For me, I choose to know, even though knowing gave me so many sleepless nights.
Thinker, I just added that one to my archives. That's about as plain of a way to say what I believe ought to be COMMON SENSE as I've ever seen.
I follow what you guys are saying. Here's teh question though.
Suppose one wants to find out if there are any unusual texts or other evidence of waywardness. Lets also suppose one has never had access to wayward's email account, cell phone records (through her job), or any other potential source. Let's also asssume wayward is not exhibiting ANY signs of A - not away from home when wayward should be there, wayward is at home on the weekends and does things with family and is not in a rush to move forward with D or kicking One out of the house.
First, does one upset what progress one has made DB'ing? Second, where does one look for said evidence/smoking gun?
GIMA-very simply ask her if you can borrow her phone to make a quick call because you forgot yours. If she comnpletely panics or doesn't le you use it-there is something on there that she doesn't want you to see.

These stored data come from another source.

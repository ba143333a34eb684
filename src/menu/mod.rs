//! Reaction-driven menus bound to posted messages.
//!
//! A menu only ever sees a [`MenuSurface`]: something that can post, edit and delete
//! messages, put reaction markers on them and wait for a user to react. The serenity
//! implementation lives in `discord_helpers`.

use std::time::Duration;

use serenity::all::{MessageId, UserId};
use serenity::async_trait;
use thiserror::Error;
use tokio::time::Instant;

use crate::hey;

mod deletable;
mod pages;

#[cfg(test)]
pub(crate) mod testing;

pub use deletable::DeletableMenu;
pub use pages::{MenuState, PageCursor, PageMenu};

const VARIATION_SELECTOR: char = '\u{FE0F}';

/// Symbols a user can react with to drive a menu.
#[derive(Debug, Clone, Copy, PartialEq, Eq)]
pub enum Control {
    Previous,
    Next,
    Delete,
    Confirm,
}

impl Control {
    pub fn symbol(self) -> &'static str {
        match self {
            Control::Previous => "\u{25C0}\u{FE0F}",
            Control::Next => "\u{25B6}\u{FE0F}",
            Control::Delete => "\u{1F5D1}\u{FE0F}",
            Control::Confirm => "\u{2705}",
        }
    }

    /// Clients do not always send the variation selector, so it is ignored.
    pub fn from_symbol(symbol: &str) -> Option<Self> {
        let bare = symbol.trim_end_matches(VARIATION_SELECTOR);
        [
            Control::Previous,
            Control::Next,
            Control::Delete,
            Control::Confirm,
        ]
        .into_iter()
        .find(|control| control.symbol().trim_end_matches(VARIATION_SELECTOR) == bare)
    }
}

/// A reaction someone added to a message.
#[derive(Debug, Clone, PartialEq, Eq)]
pub struct ReactionEvent {
    pub message: MessageId,
    pub user: Option<UserId>,
    pub emoji: String,
}

#[derive(Debug, Error)]
pub enum SurfaceError {
    #[error("missing permissions: {0}")]
    Forbidden(String),
    #[error("{0}")]
    Failed(String),
}

/// How a menu session ended.
#[derive(Debug, Clone, Copy, PartialEq, Eq)]
pub enum MenuOutcome {
    Deleted,
    TimedOut,
    Failed,
}

#[async_trait]
pub trait MenuSurface: Send + Sync {
    type Page: Send + Sync;

    async fn send(&self, page: &Self::Page) -> Result<MessageId, SurfaceError>;

    async fn edit(&self, message: MessageId, page: &Self::Page) -> Result<(), SurfaceError>;

    async fn delete(&self, message: MessageId) -> Result<(), SurfaceError>;

    async fn add_marker(&self, message: MessageId, symbol: &str) -> Result<(), SurfaceError>;

    /// `None` removes the bot's own marker.
    async fn remove_marker(
        &self,
        message: MessageId,
        symbol: &str,
        user: Option<UserId>,
    ) -> Result<(), SurfaceError>;

    async fn clear_markers(&self, message: MessageId) -> Result<(), SurfaceError>;

    /// Waits for the next reaction added to `message`, `None` once `timeout` passes.
    async fn await_reaction(&self, message: MessageId, timeout: Duration) -> Option<ReactionEvent>;
}

/// Waits for `invoker` to react to `message` with one of `controls`.
///
/// Everything else is skipped without moving the deadline, which is fixed when the wait begins.
pub(crate) async fn next_control<S: MenuSurface + ?Sized>(
    surface: &S,
    message: MessageId,
    invoker: UserId,
    controls: &[Control],
    timeout: Duration,
) -> Option<(Control, ReactionEvent)> {
    let deadline = Instant::now() + timeout;
    loop {
        let remaining = deadline.saturating_duration_since(Instant::now());
        if remaining.is_zero() {
            return None;
        }

        let event = surface.await_reaction(message, remaining).await?;
        if event.message != message || event.user != Some(invoker) {
            continue;
        }
        match Control::from_symbol(&event.emoji) {
            Some(control) if controls.contains(&control) => return Some((control, event)),
            _ => continue,
        }
    }
}

/// Takes the controls off a message whose session is over.
///
/// The bot's own markers go first so they disappear even when clearing everyone's
/// reactions is not allowed. Failures are logged and otherwise ignored.
pub(crate) async fn strip_markers<S: MenuSurface + ?Sized>(
    surface: &S,
    message: MessageId,
    controls: &[Control],
) {
    for control in controls {
        if let Err(e) = surface.remove_marker(message, control.symbol(), None).await {
            hey!("Could not remove {} from message {}: {}", control.symbol(), message, e);
        }
    }
    if let Err(e) = surface.clear_markers(message).await {
        hey!("Could not clear reactions on message {}: {}", message, e);
    }
}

M 43 W 44 M 17 T 22 S16,12,9 Bomb 2/05/08 I served her 1/06/09 S'd 3/15/09 D'd 12/21/09
"Tough times don't last, tough people do." --My Dad to me years ago, me to my boys now.

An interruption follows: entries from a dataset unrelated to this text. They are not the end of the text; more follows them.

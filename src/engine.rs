//! Filter/sort engine: full record set + `QueryState` → results and suggestions.
//!
//! Filters are conjunctive. Each applies only when its field is set:
//! - name: case-insensitive substring of `search_text`
//! - mode: the practitioner offers the selected consultation mode
//! - specialty: at least one common tag with the selection (OR within the facet)
//!
//! Sorting is stable, so records equal under the active key keep source order.
//! Suggestions look only at the name, over the unfiltered set, capped at
//! `SUGGESTION_LIMIT`.

use std::cmp::Reverse;

use serde::{Deserialize, Serialize};

use crate::models::{Practitioner, SortOption};
use crate::query_state::QueryState;

/// Maximum autocomplete suggestions.
pub const SUGGESTION_LIMIT: usize = 3;

#[derive(Debug, Clone, Default, PartialEq, Serialize, Deserialize)]
pub struct QueryOutcome {
    pub results: Vec<Practitioner>,
    pub suggestions: Vec<Practitioner>,
}

pub fn query(records: &[Practitioner], state: &QueryState) -> QueryOutcome {
    let mut results = filter(records, state);
    if let Some(sort) = state.sort_option {
        sort_by_option(&mut results, sort);
    }
    QueryOutcome {
        results,
        suggestions: suggestions(records, &state.search_text),
    }
}

/// Apply the three predicates, preserving source order.
pub fn filter(records: &[Practitioner], state: &QueryState) -> Vec<Practitioner> {
    let needle = state.search_text.to_lowercase();
    records
        .iter()
        .filter(|p| needle.is_empty() || p.name_contains(&needle))
        .filter(|p| state.consultation_mode.map_or(true, |mode| p.offers(mode)))
        .filter(|p| {
            state.selected_specialties.is_empty()
                || p.has_any_specialty(&state.selected_specialties)
        })
        .cloned()
        .collect()
}

/// Fee ascending or experience descending. `sort_by_key` is stable.
pub fn sort_by_option(records: &mut [Practitioner], sort: SortOption) {
    match sort {
        SortOption::Fee => records.sort_by_key(|p| p.fee),
        SortOption::Experience => records.sort_by_key(|p| Reverse(p.experience_years)),
    }
}

/// First name matches in source order; empty when `search_text` is empty.
/// Independent of mode, specialty and sort.
pub fn suggestions(records: &[Practitioner], search_text: &str) -> Vec<Practitioner> {
    if search_text.is_empty() {
        return Vec::new();
    }
    let needle = search_text.to_lowercase();
    records
        .iter()
        .filter(|p| p.name_contains(&needle))
        .take(SUGGESTION_LIMIT)
        .cloned()
        .collect()
}

#[cfg(test)]
mod tests {
    use super::*;
    use crate::models::practitioner::sample;
    use crate::models::ConsultationMode;

    fn doc(id: &str, name: &str) -> Practitioner {
        sample(id, name)
    }

    fn ids(records: &[Practitioner]) -> Vec<&str> {
        records.iter().map(|p| p.id.as_str()).collect()
    }

    fn roster() -> Vec<Practitioner> {
        let mut raman = doc("1", "Dr. Raman");
        raman.specialties = vec!["Dentist".into()];
        raman.consultation_modes = vec![ConsultationMode::VideoConsult];
        raman.fee = 500;
        raman.experience_years = 5;

        let mut subra = doc("2", "Dr. Subramanium");
        subra.specialties = vec!["General Physician".into(), "Dentist".into()];
        subra.consultation_modes = vec![ConsultationMode::InClinic];
        subra.fee = 100;
        subra.experience_years = 20;

        let mut anita = doc("3", "Dr. Anita");
        anita.specialties = vec!["Dermatologist".into()];
        anita.consultation_modes = vec![ConsultationMode::VideoConsult, ConsultationMode::InClinic];
        anita.fee = 300;
        anita.experience_years = 1;

        vec![raman, subra, anita]
    }

    #[test]
    fn name_search_is_case_insensitive_substring() {
        let state = QueryState {
            search_text: "RAM".into(),
            ..Default::default()
        };
        assert_eq!(ids(&filter(&roster(), &state)), vec!["1", "2"]);
    }

    #[test]
    fn empty_specialty_set_disables_predicate() {
        let records = roster();
        let unfiltered = filter(&records, &QueryState::default());
        let empty_set = filter(
            &records,
            &QueryState {
                selected_specialties: Vec::new(),
                ..Default::default()
            },
        );
        assert_eq!(unfiltered, empty_set);
        assert_eq!(unfiltered.len(), 3);
    }

    #[test]
    fn specialty_filter_is_or_within_facet() {
        let state = QueryState {
            selected_specialties: vec!["General Physician".into(), "Dermatologist".into()],
            ..Default::default()
        };
        assert_eq!(ids(&filter(&roster(), &state)), vec!["2", "3"]);
    }

    #[test]
    fn filters_combine_with_and() {
        let state = QueryState {
            search_text: "dr".into(),
            consultation_mode: Some(ConsultationMode::VideoConsult),
            selected_specialties: vec!["Dentist".into()],
            sort_option: None,
        };
        assert_eq!(ids(&filter(&roster(), &state)), vec!["1"]);
    }

    #[test]
    fn mode_filter_requires_offered_mode() {
        let state = QueryState {
            consultation_mode: Some(ConsultationMode::InClinic),
            ..Default::default()
        };
        assert_eq!(ids(&filter(&roster(), &state)), vec!["2", "3"]);
    }

    #[test]
    fn sort_by_fee_ascending() {
        let state = QueryState {
            sort_option: Some(SortOption::Fee),
            ..Default::default()
        };
        let fees: Vec<u32> = query(&roster(), &state).results.iter().map(|p| p.fee).collect();
        assert_eq!(fees, vec![100, 300, 500]);
    }

    #[test]
    fn sort_by_experience_descending() {
        let state = QueryState {
            sort_option: Some(SortOption::Experience),
            ..Default::default()
        };
        let years: Vec<u32> = query(&roster(), &state)
            .results
            .iter()
            .map(|p| p.experience_years)
            .collect();
        assert_eq!(years, vec![20, 5, 1]);
    }

    #[test]
    fn ties_keep_source_order() {
        let mut records: Vec<Practitioner> = (0..6).map(|i| doc(&i.to_string(), "Dr. Tie")).collect();
        for (i, p) in records.iter_mut().enumerate() {
            p.fee = if i % 2 == 0 { 200 } else { 100 };
            p.experience_years = 10;
        }
        let mut by_fee = records.clone();
        sort_by_option(&mut by_fee, SortOption::Fee);
        assert_eq!(ids(&by_fee), vec!["1", "3", "5", "0", "2", "4"]);

        let mut by_experience = records.clone();
        sort_by_option(&mut by_experience, SortOption::Experience);
        assert_eq!(ids(&by_experience), ids(&records));
    }

    #[test]
    fn no_sort_preserves_filtered_order() {
        assert_eq!(ids(&query(&roster(), &QueryState::default()).results), vec!["1", "2", "3"]);
    }

    #[test]
    fn suggestions_capped_and_ignore_other_filters() {
        let mut records = roster();
        records.push(doc("4", "Dr. Anand"));
        records.push(doc("5", "Dr. Shantanu"));

        let state = QueryState {
            search_text: "an".into(),
            consultation_mode: Some(ConsultationMode::InClinic),
            selected_specialties: vec!["Dermatologist".into()],
            sort_option: Some(SortOption::Fee),
        };
        let outcome = query(&records, &state);
        // All five names contain "an"; only the first three in source order.
        assert_eq!(ids(&outcome.suggestions), vec!["1", "2", "3"]);
        assert_eq!(ids(&outcome.results), vec!["3"]);
    }

    #[test]
    fn suggestions_empty_without_search_text() {
        assert!(suggestions(&roster(), "").is_empty());
    }

    #[test]
    fn empty_record_set_yields_empty_outcome() {
        let state = QueryState {
            search_text: "x".into(),
            sort_option: Some(SortOption::Fee),
            ..Default::default()
        };
        assert_eq!(query(&[], &state), QueryOutcome::default());
    }
}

Me 36, W 37 M: 08/02/97 D13, D9 1st Bomb 02/08 Reconciled 04/08 2nd Bomb: 09/08 W filed for D 02/04/09 Separated 03/09 D dismissed 06/09/09 Still separated...
My W left her cell phone in the bed one morning and got up to get a shower. That is when I looked at hers.
Kevin
Me 36, W 37 M: 08/02/97 D13, D9 1st Bomb 02/08 Reconciled 04/08 2nd Bomb: 09/08 W filed for D 02/04/09 Separated 03/09 D dismissed 06/09/09 Still separated...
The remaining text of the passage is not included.